Il sentit les gens autour de lui perdre de l’intérêt pour sa
conversation avec Steven, une fois qu’ils eurent constaté qu’il
ne représentait pas une menace. Rien ne serait pire qu’un
chasseur humain qui aurait réussi à se faufiler dans ce bastion
pour les shifters. Anthony avait entendu parler de ce qui se
passait dans d’autres villes et le carnage qui en résultait n’était
pas bon. Le montant des dégâts provoqués par les chasseurs
n’était rien cependant comparé à la vengeance des loups. Des
villes perdaient des populations entières dans ces guerres entre
humains et shifters.
— Ne sois pas stupide. Nous sommes amis depuis toujours.
Si j’avais eu des problèmes avec les loups, tu le saurais déjà. J’ai
uniquement quelque chose contre les âmes sœurs, répliqua
vertement Anthony.
— Oh, ne recommence pas avec ça.
Le ton de la voix de Steven n’était pas méchant, mais la
fermeté sous-jacente indiquait à Anthony que son ami était à
bout de patience.
— Juste parce que ton amant est mort, cela ne signifie pas que
tu ne pourras pas en trouver un autre. D’ailleurs, si tu ne
recommences pas à sortir et à avoir des rendez-vous, tes parents
vont intervenir et je les connais. Ils me fichent une trouille de
tous les diables.
Anthony frissonna au souvenir des compétences de tentatives
de jumelages de ses parents.
— La dernière fois, ils m’ont fait rencontrer un Fae.
Steven renifla.
— Je pensais que tu n’aimais pas les étiquettes.

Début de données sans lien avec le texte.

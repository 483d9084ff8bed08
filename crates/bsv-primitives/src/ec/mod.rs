/// Elliptic curve cryptography on secp256k1.
///
/// Provides private keys, public keys, DER and recoverable ECDSA signatures,
/// BRC-42 key derivation with ECDH shared secrets, and symmetric encryption.

pub mod private_key;
pub mod public_key;
pub mod signature;
pub mod derivation;
pub mod symmetric;

pub use derivation::{InvoiceNumber, SecurityLevel, SharedSecret};
pub use private_key::PrivateKey;
pub use public_key::PublicKey;
pub use signature::{RecoverableSignature, Signature};
pub use symmetric::SymmetricKey;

— Non, c’était un Fae réel. Tu sais de Faeland, corrigea
Anthony.
Cela attira toute l’attention de Steven.
— Que s’est-il passé ?
Anthony haussa les épaules.
— Disons simplement que cela n’a pas fonctionné.
Il n’allait pas révéler les détails horribles de ce rendez-vous
organisé, même à son meilleur ami. Les princes Faes étaient
vraiment des personnes délicates avec qui traiter. Celui qu’il
avait rencontré était littéralement devenu obsédé et le père
d’Anthony avait dû lui jeter un sort magique afin de le
sanctionner.
— Quoi qu’il en soit, cela prouve que je n’étais pas prêt à
sortir.
— Putain, ça fait presque trois ans, Anthony. Même si tu ne
veux pas d’un compagnon, il y a beaucoup de mecs sexys ici
pour un coup rapide. Tu ne peux pas rester célibataire pour le
reste de ta vie. Bon sang ! même si je ne trouve pas l’élu, c’est
toujours une bonne occasion pour s’amuser.

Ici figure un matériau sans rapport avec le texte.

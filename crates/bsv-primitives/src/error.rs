/// Unified error type for all primitives operations.
///
/// Covers malformed binary and text input, checksum failures, integer range
/// violations, EC key errors, key derivation and symmetric encryption.
#[derive(Debug, thiserror::Error)]
pub enum PrimitivesError {
    #[error("invalid private key: {0}")]
    InvalidPrivateKey(String),

    #[error("invalid public key: {0}")]
    InvalidPublicKey(String),

    #[error("invalid signature: {0}")]
    InvalidSignature(String),

    #[error("invalid DER encoded {0}")]
    InvalidDer(String),

    #[error("invalid recoverable ECDSA signature: {0}")]
    InvalidRecoverableSignature(String),

    #[error("invalid WIF format: {0}")]
    InvalidWif(String),

    #[error("invalid P2PKH address: {0}")]
    InvalidAddress(String),

    #[error("unmatched base58 checksum")]
    ChecksumMismatch,

    #[error("point not on curve")]
    PointNotOnCurve,

    #[error("key derivation failed: {0}")]
    DerivationFailed(String),

    #[error("invalid invoice number: {0}")]
    InvalidInvoiceNumber(String),

    #[error("encryption error: {0}")]
    EncryptionError(String),

    #[error("decryption error: {0}")]
    DecryptionError(String),

    #[error("invalid hex: {0}")]
    InvalidHex(String),

    #[error("invalid base58: {0}")]
    InvalidBase58(String),

    #[error("invalid base64: {0}")]
    InvalidBase64(String),

    #[error("invalid bit string: {0}")]
    InvalidBits(String),

    #[error("invalid varint: {0}")]
    InvalidVarInt(String),

    #[error("value out of range: {0}")]
    OutOfRange(String),

    #[error("unexpected end of data")]
    UnexpectedEof,
}

impl From<hex::FromHexError> for PrimitivesError {
    fn from(e: hex::FromHexError) -> Self {
        PrimitivesError::InvalidHex(e.to_string())
    }
}

impl From<base64::DecodeError> for PrimitivesError {
    fn from(e: base64::DecodeError) -> Self {
        PrimitivesError::InvalidBase64(e.to_string())
    }
}

impl From<k256::elliptic_curve::Error> for PrimitivesError {
    fn from(_: k256::elliptic_curve::Error) -> Self {
        PrimitivesError::PointNotOnCurve
    }
}

impl From<k256::ecdsa::Error> for PrimitivesError {
    fn from(e: k256::ecdsa::Error) -> Self {
        PrimitivesError::InvalidSignature(e.to_string())
    }
}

Son regard affamé balaya brièvement la foule, avant qu’il se
retourne et verrouille son regard sur celui de son ami, ses yeux
bleus emplis de compassion.
— Si tu ne pensais vraiment pas être prêt à rencontrer
quelqu’un d’autre, tu ne serais pas venu.
Anthony détourna le regard, papillonnant rapidement des
paupières.
— Je sais. Vraiment. C’est juste difficile.
En soupirant, il regarda près du bar. C’était un club
extrêmement sélectif, ils ne laissaient pas entrer n’importe qui.
Il savait que Steven était passé par un long processus d’une
sélection détaillée pour obtenir une carte d’adhésion et avait mis
Anthony sur la liste des invités approuvés. Il ne pouvait inscrire
qu’une poignée d’amis dessus. Personne n’entrait sans un
examen préalable et approfondi – ce qui était une sage décision
de la part du propriétaire. Il serait trop facile pour un chasseur
de persuader un shifter naïf qu’il était un ami, pour redevenir le
tueur qu’il était une fois à l’intérieur.